The number of lines below holding the string "FeintAttack" is the only answer wanted.
════
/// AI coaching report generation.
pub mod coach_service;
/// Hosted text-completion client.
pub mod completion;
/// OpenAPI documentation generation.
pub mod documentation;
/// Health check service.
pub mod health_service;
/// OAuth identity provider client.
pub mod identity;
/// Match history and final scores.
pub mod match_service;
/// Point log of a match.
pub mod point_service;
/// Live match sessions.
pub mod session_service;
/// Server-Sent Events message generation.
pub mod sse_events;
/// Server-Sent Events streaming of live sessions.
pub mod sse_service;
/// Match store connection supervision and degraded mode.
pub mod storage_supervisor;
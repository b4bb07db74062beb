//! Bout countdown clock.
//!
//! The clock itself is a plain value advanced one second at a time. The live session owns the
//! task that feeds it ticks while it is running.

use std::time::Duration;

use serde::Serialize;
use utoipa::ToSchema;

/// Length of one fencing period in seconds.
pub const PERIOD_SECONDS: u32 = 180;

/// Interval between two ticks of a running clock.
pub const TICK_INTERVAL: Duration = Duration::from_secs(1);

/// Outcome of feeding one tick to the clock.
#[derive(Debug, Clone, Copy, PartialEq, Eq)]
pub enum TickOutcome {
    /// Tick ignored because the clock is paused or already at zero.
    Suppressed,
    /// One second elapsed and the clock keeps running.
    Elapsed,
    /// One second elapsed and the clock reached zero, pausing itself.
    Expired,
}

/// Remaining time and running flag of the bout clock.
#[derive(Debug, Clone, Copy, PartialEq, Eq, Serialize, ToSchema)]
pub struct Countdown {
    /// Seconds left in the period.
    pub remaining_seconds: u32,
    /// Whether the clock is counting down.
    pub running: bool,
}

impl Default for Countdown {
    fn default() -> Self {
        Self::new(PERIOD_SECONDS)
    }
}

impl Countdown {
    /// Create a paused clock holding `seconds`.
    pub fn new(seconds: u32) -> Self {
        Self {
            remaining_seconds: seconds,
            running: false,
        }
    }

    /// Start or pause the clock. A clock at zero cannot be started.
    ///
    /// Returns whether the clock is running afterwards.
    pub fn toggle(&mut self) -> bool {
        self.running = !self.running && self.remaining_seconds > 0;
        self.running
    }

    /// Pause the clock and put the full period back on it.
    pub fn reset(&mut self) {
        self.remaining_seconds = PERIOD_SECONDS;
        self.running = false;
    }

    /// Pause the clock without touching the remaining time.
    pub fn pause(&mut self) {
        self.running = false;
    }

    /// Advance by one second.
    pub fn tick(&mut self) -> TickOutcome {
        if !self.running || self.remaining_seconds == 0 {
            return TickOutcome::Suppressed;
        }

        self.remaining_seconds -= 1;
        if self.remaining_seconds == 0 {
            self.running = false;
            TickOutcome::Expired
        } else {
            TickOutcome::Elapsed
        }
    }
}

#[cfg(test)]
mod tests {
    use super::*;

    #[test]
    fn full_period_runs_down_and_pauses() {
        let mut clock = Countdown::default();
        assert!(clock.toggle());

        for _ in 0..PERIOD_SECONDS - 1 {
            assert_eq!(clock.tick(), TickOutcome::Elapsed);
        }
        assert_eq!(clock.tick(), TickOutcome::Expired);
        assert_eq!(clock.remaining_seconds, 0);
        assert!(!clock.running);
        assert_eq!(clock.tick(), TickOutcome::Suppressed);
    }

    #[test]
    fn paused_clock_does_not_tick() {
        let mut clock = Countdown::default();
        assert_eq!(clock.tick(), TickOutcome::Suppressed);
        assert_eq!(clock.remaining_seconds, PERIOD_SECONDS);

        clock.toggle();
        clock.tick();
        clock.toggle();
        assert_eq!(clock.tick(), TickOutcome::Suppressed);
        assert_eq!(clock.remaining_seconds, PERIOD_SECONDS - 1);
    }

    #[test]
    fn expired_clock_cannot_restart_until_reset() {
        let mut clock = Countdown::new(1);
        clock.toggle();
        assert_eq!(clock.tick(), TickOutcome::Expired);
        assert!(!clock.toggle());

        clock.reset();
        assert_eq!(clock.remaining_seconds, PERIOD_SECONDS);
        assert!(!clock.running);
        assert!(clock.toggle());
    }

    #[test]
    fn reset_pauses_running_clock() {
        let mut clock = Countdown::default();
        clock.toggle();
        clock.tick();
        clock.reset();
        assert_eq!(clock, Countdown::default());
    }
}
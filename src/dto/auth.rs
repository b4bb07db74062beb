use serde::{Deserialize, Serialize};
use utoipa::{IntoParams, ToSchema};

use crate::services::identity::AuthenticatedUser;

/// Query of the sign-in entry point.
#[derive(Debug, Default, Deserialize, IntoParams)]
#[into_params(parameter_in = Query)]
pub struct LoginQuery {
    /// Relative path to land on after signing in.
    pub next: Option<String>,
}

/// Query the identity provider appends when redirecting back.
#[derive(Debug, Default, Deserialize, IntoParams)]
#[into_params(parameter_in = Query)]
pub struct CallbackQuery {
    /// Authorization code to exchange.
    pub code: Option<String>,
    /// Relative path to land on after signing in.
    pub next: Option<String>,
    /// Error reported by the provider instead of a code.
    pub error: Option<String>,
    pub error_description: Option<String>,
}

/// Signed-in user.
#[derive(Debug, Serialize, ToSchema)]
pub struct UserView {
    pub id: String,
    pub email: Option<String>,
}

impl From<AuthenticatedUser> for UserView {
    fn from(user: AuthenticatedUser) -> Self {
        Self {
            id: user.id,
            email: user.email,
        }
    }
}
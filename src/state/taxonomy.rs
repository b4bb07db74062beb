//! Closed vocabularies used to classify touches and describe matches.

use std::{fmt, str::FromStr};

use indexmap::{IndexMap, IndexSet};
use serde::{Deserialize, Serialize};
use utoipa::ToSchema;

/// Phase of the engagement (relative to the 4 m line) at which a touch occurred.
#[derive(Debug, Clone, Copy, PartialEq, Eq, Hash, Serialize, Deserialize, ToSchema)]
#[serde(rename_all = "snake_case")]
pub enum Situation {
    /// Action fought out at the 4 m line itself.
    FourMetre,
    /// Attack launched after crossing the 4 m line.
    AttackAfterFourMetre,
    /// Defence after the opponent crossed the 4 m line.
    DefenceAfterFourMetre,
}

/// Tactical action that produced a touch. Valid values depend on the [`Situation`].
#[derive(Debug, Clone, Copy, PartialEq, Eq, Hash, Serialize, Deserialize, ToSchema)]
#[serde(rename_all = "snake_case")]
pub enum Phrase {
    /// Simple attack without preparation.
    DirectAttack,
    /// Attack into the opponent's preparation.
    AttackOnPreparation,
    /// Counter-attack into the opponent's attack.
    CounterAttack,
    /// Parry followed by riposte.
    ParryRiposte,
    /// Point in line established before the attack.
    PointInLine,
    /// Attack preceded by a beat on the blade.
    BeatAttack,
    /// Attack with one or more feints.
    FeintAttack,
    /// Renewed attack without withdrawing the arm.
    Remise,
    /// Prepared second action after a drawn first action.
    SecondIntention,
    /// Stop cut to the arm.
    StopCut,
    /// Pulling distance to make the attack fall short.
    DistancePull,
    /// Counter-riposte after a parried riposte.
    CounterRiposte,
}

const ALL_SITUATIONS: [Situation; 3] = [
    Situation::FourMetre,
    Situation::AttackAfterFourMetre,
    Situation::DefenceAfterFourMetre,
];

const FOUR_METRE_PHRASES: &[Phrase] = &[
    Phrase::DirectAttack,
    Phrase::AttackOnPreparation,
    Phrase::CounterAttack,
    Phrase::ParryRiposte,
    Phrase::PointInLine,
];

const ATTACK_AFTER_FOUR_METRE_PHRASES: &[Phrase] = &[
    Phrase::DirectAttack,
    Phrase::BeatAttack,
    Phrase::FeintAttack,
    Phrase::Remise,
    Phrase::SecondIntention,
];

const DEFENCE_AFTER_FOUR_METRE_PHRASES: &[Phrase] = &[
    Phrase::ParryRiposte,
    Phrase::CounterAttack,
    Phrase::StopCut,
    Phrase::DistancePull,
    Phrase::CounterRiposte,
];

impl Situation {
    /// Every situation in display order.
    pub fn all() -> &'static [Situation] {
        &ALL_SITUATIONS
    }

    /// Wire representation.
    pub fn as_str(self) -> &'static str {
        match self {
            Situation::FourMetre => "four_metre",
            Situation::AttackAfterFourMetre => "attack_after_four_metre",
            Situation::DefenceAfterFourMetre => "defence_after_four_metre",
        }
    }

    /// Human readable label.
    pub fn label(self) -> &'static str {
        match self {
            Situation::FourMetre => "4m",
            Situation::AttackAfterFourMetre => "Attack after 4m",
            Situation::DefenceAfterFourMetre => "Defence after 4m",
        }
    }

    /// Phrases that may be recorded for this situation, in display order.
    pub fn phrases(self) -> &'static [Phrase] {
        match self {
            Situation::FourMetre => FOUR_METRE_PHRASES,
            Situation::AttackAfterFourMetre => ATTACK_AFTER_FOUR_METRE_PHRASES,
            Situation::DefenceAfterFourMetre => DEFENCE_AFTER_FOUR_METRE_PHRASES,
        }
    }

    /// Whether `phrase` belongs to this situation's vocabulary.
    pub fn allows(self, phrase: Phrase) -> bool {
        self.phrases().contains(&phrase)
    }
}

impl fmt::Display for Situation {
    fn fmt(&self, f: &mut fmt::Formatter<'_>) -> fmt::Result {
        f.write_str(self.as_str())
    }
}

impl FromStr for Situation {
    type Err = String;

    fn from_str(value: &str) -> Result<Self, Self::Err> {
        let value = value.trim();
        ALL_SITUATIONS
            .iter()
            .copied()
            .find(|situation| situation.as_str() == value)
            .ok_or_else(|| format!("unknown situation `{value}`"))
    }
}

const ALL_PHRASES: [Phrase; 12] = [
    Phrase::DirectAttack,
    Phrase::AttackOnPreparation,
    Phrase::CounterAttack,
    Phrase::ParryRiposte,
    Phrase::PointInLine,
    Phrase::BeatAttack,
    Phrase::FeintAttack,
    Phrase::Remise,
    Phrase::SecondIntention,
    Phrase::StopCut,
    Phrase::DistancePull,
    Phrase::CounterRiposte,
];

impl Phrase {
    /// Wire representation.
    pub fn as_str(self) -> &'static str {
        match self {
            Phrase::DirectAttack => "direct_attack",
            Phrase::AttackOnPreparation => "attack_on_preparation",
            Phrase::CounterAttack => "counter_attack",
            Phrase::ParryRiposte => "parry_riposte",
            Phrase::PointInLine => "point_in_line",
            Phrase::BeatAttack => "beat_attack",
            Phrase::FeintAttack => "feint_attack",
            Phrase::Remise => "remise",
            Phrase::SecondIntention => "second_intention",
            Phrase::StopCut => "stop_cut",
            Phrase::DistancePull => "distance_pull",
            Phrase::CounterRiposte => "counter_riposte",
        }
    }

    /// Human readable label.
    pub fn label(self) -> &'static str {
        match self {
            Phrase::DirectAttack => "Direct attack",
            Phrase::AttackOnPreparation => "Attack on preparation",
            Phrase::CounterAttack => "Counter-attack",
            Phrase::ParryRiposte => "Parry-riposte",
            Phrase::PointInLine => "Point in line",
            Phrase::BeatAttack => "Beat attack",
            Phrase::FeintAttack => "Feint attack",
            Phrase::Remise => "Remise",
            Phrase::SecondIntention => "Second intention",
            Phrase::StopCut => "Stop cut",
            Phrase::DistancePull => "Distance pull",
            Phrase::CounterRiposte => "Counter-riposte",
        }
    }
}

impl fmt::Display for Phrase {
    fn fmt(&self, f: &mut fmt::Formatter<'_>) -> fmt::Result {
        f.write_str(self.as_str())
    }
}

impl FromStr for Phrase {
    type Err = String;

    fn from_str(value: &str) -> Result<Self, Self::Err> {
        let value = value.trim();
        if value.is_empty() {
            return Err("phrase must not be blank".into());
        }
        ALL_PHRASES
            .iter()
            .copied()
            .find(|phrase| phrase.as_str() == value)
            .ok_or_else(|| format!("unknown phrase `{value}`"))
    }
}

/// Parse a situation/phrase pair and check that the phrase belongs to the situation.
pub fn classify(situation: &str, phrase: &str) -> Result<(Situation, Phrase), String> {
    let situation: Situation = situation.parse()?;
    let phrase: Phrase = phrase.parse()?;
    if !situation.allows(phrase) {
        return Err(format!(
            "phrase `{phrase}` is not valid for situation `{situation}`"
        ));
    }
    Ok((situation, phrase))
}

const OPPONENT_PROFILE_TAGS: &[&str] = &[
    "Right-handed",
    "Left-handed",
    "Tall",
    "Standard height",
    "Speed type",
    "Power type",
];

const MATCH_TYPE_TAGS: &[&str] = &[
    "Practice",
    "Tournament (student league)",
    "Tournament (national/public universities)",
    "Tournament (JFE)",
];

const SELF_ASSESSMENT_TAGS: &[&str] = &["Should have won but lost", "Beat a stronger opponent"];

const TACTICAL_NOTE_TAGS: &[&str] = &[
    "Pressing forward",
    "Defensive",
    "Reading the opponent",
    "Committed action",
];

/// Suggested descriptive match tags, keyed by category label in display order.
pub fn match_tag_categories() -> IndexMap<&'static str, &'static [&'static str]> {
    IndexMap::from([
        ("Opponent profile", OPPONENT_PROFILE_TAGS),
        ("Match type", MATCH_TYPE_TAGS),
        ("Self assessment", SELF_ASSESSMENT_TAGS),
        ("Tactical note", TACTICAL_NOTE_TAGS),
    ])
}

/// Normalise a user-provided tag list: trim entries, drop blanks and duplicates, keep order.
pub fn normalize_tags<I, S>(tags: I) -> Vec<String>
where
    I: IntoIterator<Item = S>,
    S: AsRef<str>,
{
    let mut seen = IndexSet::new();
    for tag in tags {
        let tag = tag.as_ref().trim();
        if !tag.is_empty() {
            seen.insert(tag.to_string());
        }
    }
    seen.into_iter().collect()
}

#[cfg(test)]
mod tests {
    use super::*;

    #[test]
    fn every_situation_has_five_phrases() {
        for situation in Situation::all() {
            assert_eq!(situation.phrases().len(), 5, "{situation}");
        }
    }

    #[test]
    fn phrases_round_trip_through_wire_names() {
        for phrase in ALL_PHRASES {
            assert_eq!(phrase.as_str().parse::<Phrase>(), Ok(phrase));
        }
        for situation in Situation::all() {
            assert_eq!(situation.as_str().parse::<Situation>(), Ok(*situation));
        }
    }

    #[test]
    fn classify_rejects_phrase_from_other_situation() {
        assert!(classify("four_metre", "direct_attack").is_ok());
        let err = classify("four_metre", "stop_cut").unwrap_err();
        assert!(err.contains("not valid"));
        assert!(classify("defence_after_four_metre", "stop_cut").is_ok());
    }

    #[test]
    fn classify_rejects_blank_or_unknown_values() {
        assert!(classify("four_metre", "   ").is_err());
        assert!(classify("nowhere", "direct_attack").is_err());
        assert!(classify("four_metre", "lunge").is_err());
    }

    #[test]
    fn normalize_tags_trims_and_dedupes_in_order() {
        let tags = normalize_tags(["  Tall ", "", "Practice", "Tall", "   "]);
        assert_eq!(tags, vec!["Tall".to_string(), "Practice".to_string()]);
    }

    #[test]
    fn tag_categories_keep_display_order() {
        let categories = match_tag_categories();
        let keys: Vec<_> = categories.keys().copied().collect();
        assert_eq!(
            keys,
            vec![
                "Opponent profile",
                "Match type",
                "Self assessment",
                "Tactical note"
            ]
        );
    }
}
════
EXERCISE SOLUTION
5